Después de un verano y un otoño prometiendo maravillas a quienes visitaban el Pignatelli, el Gobierno aragonés se enfrenta a la realidad. Se sabía y se había dicho que los últimos presupuestos (al igual que los elaborados por el PP en años anteriores) eran pura ficción. Cuadrar gastos e ingresos a martillazos y estirando estos más allá de toda lógica conducía directamente a la situación actual: no hay dinero. Fernando Gimeno, el consejero de Hacienda, intenta hoy repetir sus malabarismos municipales. Entonces logró mantener a flote el Ayuntamiento de Zaragoza retrasando los pagos, dejando otros en el aire o pendientes de sentencias judiciales y sosteniendo el día a día económico con el frenético estrés de esos artistas circenses que ponen a girar uno y dos y tres y más platos al final de unas largas varas, acelerando sus movimientos hasta el paroxismo para mantener el equilibrio del tinglado y evitar que se venga abajo. Lo malo es que una administración como la autonómica supera en complejidad a la local y además tiene menos flujo de caja. Para colmo, en la actualidad las modificaciones de crédito (es decir, los trasvases de fondos de una a otra partida) deben pasar por las Cortes. Ahí se ha estrellado el intento de extraer unos cuantos millones de los servicios sociales para trasladarlos a las comarcas y al pago de la extra escamoteada a los funcionarios en 2012.

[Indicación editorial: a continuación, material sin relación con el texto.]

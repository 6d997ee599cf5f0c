//! Test support: an in-memory HID backend.

use std::sync::atomic::{AtomicBool, Ordering};
use std::sync::Arc;

use parking_lot::Mutex;

use hid_wheel_protocol::WheelReport;
use openwheel_errors::{DeviceError, DeviceResult};

use crate::hid::{FfbCallback, HidBackend};

struct RecordingShared {
    reports: Mutex<Vec<WheelReport>>,
    callback: Mutex<Option<FfbCallback>>,
    initialized: AtomicBool,
}

/// Backend that records every published report and lets tests inject FFB
/// packets as if the host had written them.
pub struct RecordingBackend {
    shared: Arc<RecordingShared>,
}

/// Test-side handle to a [`RecordingBackend`] that has been moved into an
/// engine.
#[derive(Clone)]
pub struct RecordingHandle {
    shared: Arc<RecordingShared>,
}

impl RecordingBackend {
    /// Create a backend and its observation handle.
    pub fn new() -> (Self, RecordingHandle) {
        let shared = Arc::new(RecordingShared {
            reports: Mutex::new(Vec::new()),
            callback: Mutex::new(None),
            initialized: AtomicBool::new(false),
        });
        (
            Self {
                shared: shared.clone(),
            },
            RecordingHandle { shared },
        )
    }
}

impl HidBackend for RecordingBackend {
    fn initialize(&mut self) -> DeviceResult<()> {
        self.shared.initialized.store(true, Ordering::Release);
        Ok(())
    }

    fn update(&mut self, report: &WheelReport) -> DeviceResult<()> {
        if !self.shared.initialized.load(Ordering::Acquire) {
            return Err(DeviceError::not_found("recording backend not initialized"));
        }
        self.shared.reports.lock().push(*report);
        Ok(())
    }

    fn register_ffb_callback(&mut self, callback: FfbCallback) {
        *self.shared.callback.lock() = Some(callback);
    }

    fn shutdown(&mut self) {
        self.shared.initialized.store(false, Ordering::Release);
    }
}

impl RecordingHandle {
    /// Every report published so far.
    pub fn reports(&self) -> Vec<WheelReport> {
        self.shared.reports.lock().clone()
    }

    /// The most recent report, if any.
    pub fn last_report(&self) -> Option<WheelReport> {
        self.shared.reports.lock().last().copied()
    }

    /// Number of reports published so far.
    pub fn report_count(&self) -> usize {
        self.shared.reports.lock().len()
    }

    /// Drop all recorded reports.
    pub fn clear_reports(&self) {
        self.shared.reports.lock().clear();
    }

    /// Deliver an FFB packet through the registered callback, mimicking the
    /// backend's foreign delivery context.
    pub fn inject_ffb(&self, packet: &[u8]) {
        let callback = self.shared.callback.lock().clone();
        if let Some(callback) = callback {
            callback(packet);
        }
    }
}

Insisto: los presupuestos de Aragón deben ser elaborados renunciando de una vez al esquema habitual. Es preciso replantearlo todo, definir las prioridades, controlar el gasto, ampliar los ingresos y sobre todo afinar los mecanismos burocráticos para pagar por las cosas lo que éstas valen... y no más. Seguramente, si una gran parte de los contratos suscritos por la DGA en los últimos lustros fuesen objeto de una evaluación como la llevada a cabo en Plaza, el sobrecoste emergería una y otra vez. Y no (o no sólo) por la presunta existencia de mordidas o apaños de cualquier tipo, sino también porque las administraciones no invierten con tino, suelen admitir ofertas desorbitadas y se someten a los manejos de sus grandes contratistas y proveedores. No todo lo que reluce es oro en la externalización de servicios.

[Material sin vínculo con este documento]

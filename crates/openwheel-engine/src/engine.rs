//! The wheel state engine and its physics thread.

use std::sync::atomic::{AtomicBool, Ordering};
use std::sync::Arc;
use std::thread;
use std::time::{Duration, Instant};

use parking_lot::{Condvar, Mutex};
use tracing::{info, warn};

use hid_wheel_protocol::WheelReport;
use openwheel_errors::SetupError;

use crate::ffb::FfbReceiver;
use crate::hid::HidBackend;
use crate::physics::{FfbSnapshot, PhysicsParams, PhysicsState};
use crate::state::{FfbState, InputFrame, WheelState};

/// Interval of the physics thread's timed wait.
const PHYSICS_WAIT: Duration = Duration::from_millis(1);

pub(crate) struct EngineState {
    pub wheel: WheelState,
    pub ffb: FfbState,
    pub enabled: bool,
}

impl EngineState {
    fn snapshot(&self) -> FfbSnapshot {
        FfbSnapshot {
            force: self.ffb.force,
            autocenter: self.ffb.autocenter,
            gain: self.ffb.gain,
            offset: self.wheel.ffb_offset,
            velocity: self.wheel.ffb_velocity,
            steering: self.wheel.steering,
        }
    }
}

/// State mutex plus the physics thread's wakeup, shared with the FFB
/// receiver.
pub(crate) struct Shared {
    pub state: Mutex<EngineState>,
    pub physics_wakeup: Condvar,
}

/// Owns the authoritative wheel state, the FFB physics thread, and the HID
/// backend binding.
///
/// The engine starts disabled: frames are consumed but only neutral reports
/// reach the backend until [`WheelEngine::enable`] is called. Exclusive
/// device grabs belong to the input layer; the caller flips them alongside
/// enable/disable.
pub struct WheelEngine {
    shared: Arc<Shared>,
    backend: Arc<Mutex<Box<dyn HidBackend>>>,
    running: Arc<AtomicBool>,
    physics_thread: Option<thread::JoinHandle<()>>,
}

impl WheelEngine {
    /// Create an engine over the given backend with the configured FFB gain.
    pub fn new(backend: Box<dyn HidBackend>, ffb_gain: f32) -> Self {
        Self {
            shared: Arc::new(Shared {
                state: Mutex::new(EngineState {
                    wheel: WheelState::default(),
                    ffb: FfbState::new(ffb_gain),
                    enabled: false,
                }),
                physics_wakeup: Condvar::new(),
            }),
            backend: Arc::new(Mutex::new(backend)),
            running: Arc::new(AtomicBool::new(false)),
            physics_thread: None,
        }
    }

    /// Bind the backend, wire FFB delivery, and start the physics thread.
    pub fn start(&mut self) -> Result<(), SetupError> {
        {
            let mut backend = self.backend.lock();
            backend
                .initialize()
                .map_err(SetupError::BackendUnavailable)?;

            let receiver = FfbReceiver::new(self.shared.clone());
            backend.register_ffb_callback(Arc::new(move |packet| {
                receiver.handle_packet(packet);
            }));
        }

        self.running.store(true, Ordering::Release);
        let shared = self.shared.clone();
        let backend = self.backend.clone();
        let running = self.running.clone();
        let handle = thread::Builder::new()
            .name("ffb-physics".into())
            .spawn(move || physics_loop(shared, backend, running, PhysicsParams::default()))
            .map_err(|err| {
                SetupError::BackendUnavailable(openwheel_errors::DeviceError::io(
                    "ffb-physics thread",
                    err,
                ))
            })?;
        self.physics_thread = Some(handle);
        Ok(())
    }

    /// Whether emulation is currently enabled.
    pub fn is_enabled(&self) -> bool {
        self.shared.state.lock().enabled
    }

    /// Enter the enabled state. The caller has already grabbed the input
    /// devices.
    pub fn enable(&self) {
        self.shared.state.lock().enabled = true;
        info!("wheel emulation enabled");
    }

    /// Enter the disabled state and emit one neutral report.
    ///
    /// The report goes out under the state lock so no in-flight FFB report
    /// can land after it.
    pub fn disable(&self) {
        let mut state = self.shared.state.lock();
        state.enabled = false;
        state.wheel.throttle = 0.0;
        state.wheel.brake = 0.0;
        state.wheel.clutch = 0.0;
        state.wheel.buttons = [0; hid_wheel_protocol::BUTTON_COUNT];
        state.wheel.dpad_x = 0;
        state.wheel.dpad_y = 0;
        emit(&self.backend, &WheelReport::neutral());
        drop(state);
        info!("wheel emulation disabled");
    }

    /// Ingest one input frame.
    ///
    /// While disabled the frame's content is discarded and a neutral report
    /// keeps the host's view zeroed.
    pub fn process_frame(&self, frame: &InputFrame, sensitivity: i32) {
        let mut state = self.shared.state.lock();
        if !state.enabled {
            emit(&self.backend, &WheelReport::neutral());
            return;
        }
        state.wheel.accumulate_steering(frame.mouse_dx, sensitivity);
        state.wheel.throttle = frame.logical.throttle as u8 as f32;
        state.wheel.brake = frame.logical.brake as u8 as f32;
        state.wheel.clutch = frame.logical.clutch as u8 as f32;
        state.wheel.buttons = frame.logical.buttons;
        state.wheel.dpad_x = frame.dpad_x;
        state.wheel.dpad_y = frame.dpad_y;
        let report = state.wheel.report();
        emit(&self.backend, &report);
    }

    /// Copy of the current wheel state.
    pub fn wheel_state(&self) -> WheelState {
        self.shared.state.lock().wheel
    }

    /// Copy of the current FFB command state.
    pub fn ffb_state(&self) -> FfbState {
        self.shared.state.lock().ffb
    }

    /// Stop the physics thread, then release the backend.
    pub fn shutdown(&mut self) {
        self.running.store(false, Ordering::Release);
        self.shared.physics_wakeup.notify_all();
        if let Some(handle) = self.physics_thread.take() {
            if handle.join().is_err() {
                warn!("physics thread panicked during shutdown");
            }
        }
        self.backend.lock().shutdown();
    }
}

/// Publish one report, absorbing transient failures; the next tick retries
/// naturally.
fn emit(backend: &Mutex<Box<dyn HidBackend>>, report: &WheelReport) {
    if let Err(err) = backend.lock().update(report) {
        if err.is_transient() {
            tracing::debug!(error = %err, "transient report failure, next tick retries");
        } else {
            warn!(error = %err, "failed to publish wheel report");
        }
    }
}

impl Drop for WheelEngine {
    fn drop(&mut self) {
        if self.physics_thread.is_some() {
            self.shutdown();
        }
    }
}

fn physics_loop(
    shared: Arc<Shared>,
    backend: Arc<Mutex<Box<dyn HidBackend>>>,
    running: Arc<AtomicBool>,
    params: PhysicsParams,
) {
    let mut physics = PhysicsState::new(params);
    let mut last = Instant::now();

    while running.load(Ordering::Acquire) {
        let snapshot = {
            let mut state = shared.state.lock();
            let _ = shared.physics_wakeup.wait_for(&mut state, PHYSICS_WAIT);
            if !running.load(Ordering::Acquire) {
                break;
            }
            state.snapshot()
        };

        let now = Instant::now();
        let dt = now.duration_since(last).as_secs_f32();
        last = now;

        let (offset, velocity) = physics.step(&snapshot, dt);

        let mut state = shared.state.lock();
        state.wheel.ffb_offset = offset;
        state.wheel.ffb_velocity = velocity;
        let changed = state.wheel.apply_steering();
        if changed && state.enabled {
            let report = state.wheel.report();
            emit(&backend, &report);
        }
    }
}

El montante de muchas obras, conciertos económicos, sociedades públicas, programas informáticos o producciones televisivas (amén de otras muchas cosas) se ha desorbitado. Y ello se debe antes de nada a una gestión poco profesional por parte de quienes deben contratar y comprar. No se trata sólo de cumplir con los requisitos normativos (a veces irracionales y escasamente efectivos pese a su aparente objetividad) sino de pagar lo justo y no dejarse arrastrar por el sobreprecio. Es la diferencia que hay entre el gasto y la verdadera inversión.